§ Work order
Within the listing below, please copy exactly the lines between the line holding "prediction may reach." and the line holding "pub fn new(config: PredictorConfig)", inclusive.
======== Provided records ========
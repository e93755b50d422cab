//! Locate command - look up a block/lot.

use villagenav::navigation::{DestinationId, DestinationLookup};

use super::common::print_json;
use crate::error::CliError;
use crate::runner::CliRunner;

/// Run the locate command.
pub async fn run(runner: &CliRunner, id: DestinationId, json: bool) -> Result<(), CliError> {
    runner.log_startup("locate");

    let destination = runner.destinations()?.lookup(&id).await?;

    if json {
        return print_json(&destination);
    }

    println!("{}", destination.id);
    if let Some(label) = &destination.label {
        println!("  Label:       {}", label);
    }
    println!("  Coordinates: {}", destination.coordinates);
    Ok(())
}
//! Common types and utilities shared across CLI commands.

use clap::Args;
use villagenav::navigation::DestinationId;
use villagenav::routing::Route;

use crate::error::CliError;

/// Block/lot selection for CLI arguments.
#[derive(Debug, Clone, Args)]
pub struct DestinationArgs {
    /// Block of the destination lot
    #[arg(long, requires = "lot")]
    pub block: Option<String>,

    /// Lot number within the block
    #[arg(long, requires = "block")]
    pub lot: Option<String>,
}

impl DestinationArgs {
    /// The selected destination, if both parts were given.
    pub fn id(&self) -> Option<DestinationId> {
        match (&self.block, &self.lot) {
            (Some(block), Some(lot)) => Some(DestinationId::new(block, lot)),
            _ => None,
        }
    }
}

/// Print a route summary for humans.
pub fn print_route(route: &Route) {
    println!("Provider: {}", route.provider);
    println!("Distance: {:.0} m", route.distance_meters);
    println!("Duration: {}", format_duration(route.duration_seconds));
    println!("Points:   {}", route.coordinates.len());
    if let (Some(start), Some(end)) = (route.start(), route.end()) {
        println!("From:     {}", start);
        println!("To:       {}", end);
    }
}

/// Print any serializable value as a single JSON line.
pub fn print_json<T: serde::Serialize>(value: &T) -> Result<(), CliError> {
    println!("{}", serde_json::to_string(value)?);
    Ok(())
}

/// Format seconds as `M min S s`.
pub fn format_duration(seconds: f64) -> String {
    let total = seconds.max(0.0).round() as u64;
    match (total / 60, total % 60) {
        (0, s) => format!("{} s", s),
        (m, 0) => format!("{} min", m),
        (m, s) => format!("{} min {} s", m, s),
    }
}
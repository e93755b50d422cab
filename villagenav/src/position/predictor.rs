//! Dead-reckoning predictor.
//!
//! Between fixes the marker would otherwise sit still and then jump. The
//! predictor projects the smoothed estimate forward along the current heading
//! at the current speed, so the marker keeps moving at walking pace.
//!
//! Prediction is a pure function of its inputs. It is applied to the
//! smoother's output when a consumer reads the position; predicted positions
//! are never fed back into the smoother.

use super::sample::SourceTag;
use super::smoother::SmoothedEstimate;
use crate::geo::offset_meters;

/// Default speed below which motion is treated as sensor noise (m/s).
pub const DEFAULT_MIN_SPEED_MPS: f64 = 0.3;

/// Default cap on how far ahead of the last fix a prediction may reach.
pub const DEFAULT_MAX_HORIZON_SECS: f64 = 5.0;

/// Predictor tuning.
#[derive(Debug, Clone, PartialEq)]
pub struct PredictorConfig {
    /// Whether prediction is applied at all.
    pub enabled: bool,
    /// Noise floor for speed (m/s). At or below it the estimate passes through.
    pub min_speed_mps: f64,
    /// Maximum elapsed time used for projection (seconds).
    pub max_horizon_secs: f64,
}

impl Default for PredictorConfig {
    fn default() -> Self {
        Self {
            enabled: true,
            min_speed_mps: DEFAULT_MIN_SPEED_MPS,
            max_horizon_secs: DEFAULT_MAX_HORIZON_SECS,
        }
    }
}

/// Dead-reckoning predictor.
#[derive(Debug, Clone, Default)]
pub struct DeadReckoning {
    config: PredictorConfig,
}

impl DeadReckoning {
    pub fn new(config: PredictorConfig) -> Self {
        Self { config }
    }

    pub fn config(&self) -> &PredictorConfig {
        &self.config
    }

    /// Advance an estimate along `heading_degrees` at `speed_mps` for
    /// `elapsed_seconds`.
    ///
    /// Returns the estimate unchanged unless prediction is enabled, both
    /// heading and speed are present, the speed exceeds the noise floor and
    /// the elapsed time is positive. Elapsed time is capped at the configured
    /// horizon.
    pub fn advance(
        &self,
        estimate: &SmoothedEstimate,
        heading_degrees: Option<f64>,
        speed_mps: Option<f64>,
        elapsed_seconds: f64,
    ) -> SmoothedEstimate {
        if !self.config.enabled {
            return *estimate;
        }

        let (Some(heading), Some(speed)) = (heading_degrees, speed_mps) else {
            return *estimate;
        };

        if !heading.is_finite()
            || !speed.is_finite()
            || speed <= self.config.min_speed_mps
            || !(elapsed_seconds > 0.0)
        {
            return *estimate;
        }

        let elapsed = elapsed_seconds.min(self.config.max_horizon_secs);
        let distance = speed * elapsed;
        let heading_rad = heading.to_radians();
        let east = distance * heading_rad.sin();
        let north = distance * heading_rad.cos();

        match offset_meters(estimate.coordinate(), east, north) {
            Some(moved) => SmoothedEstimate {
                longitude: moved.longitude,
                latitude: moved.latitude,
                source: SourceTag::Predicted,
                ..*estimate
            },
            None => *estimate,
        }
    }
}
========
§ The completed task
/// Default cap on how far ahead of the last fix a prediction may reach.
pub const DEFAULT_MAX_HORIZON_SECS: f64 = 5.0;

/// Predictor tuning.
#[derive(Debug, Clone, PartialEq)]
pub struct PredictorConfig {
    /// Whether prediction is applied at all.
    pub enabled: bool,
    /// Noise floor for speed (m/s). At or below it the estimate passes through.
    pub min_speed_mps: f64,
    /// Maximum elapsed time used for projection (seconds).
    pub max_horizon_secs: f64,
}

impl Default for PredictorConfig {
    fn default() -> Self {
        Self {
            enabled: true,
            min_speed_mps: DEFAULT_MIN_SPEED_MPS,
            max_horizon_secs: DEFAULT_MAX_HORIZON_SECS,
        }
    }
}

/// Dead-reckoning predictor.
#[derive(Debug, Clone, Default)]
pub struct DeadReckoning {
    config: PredictorConfig,
}

impl DeadReckoning {
    pub fn new(config: PredictorConfig) -> Self {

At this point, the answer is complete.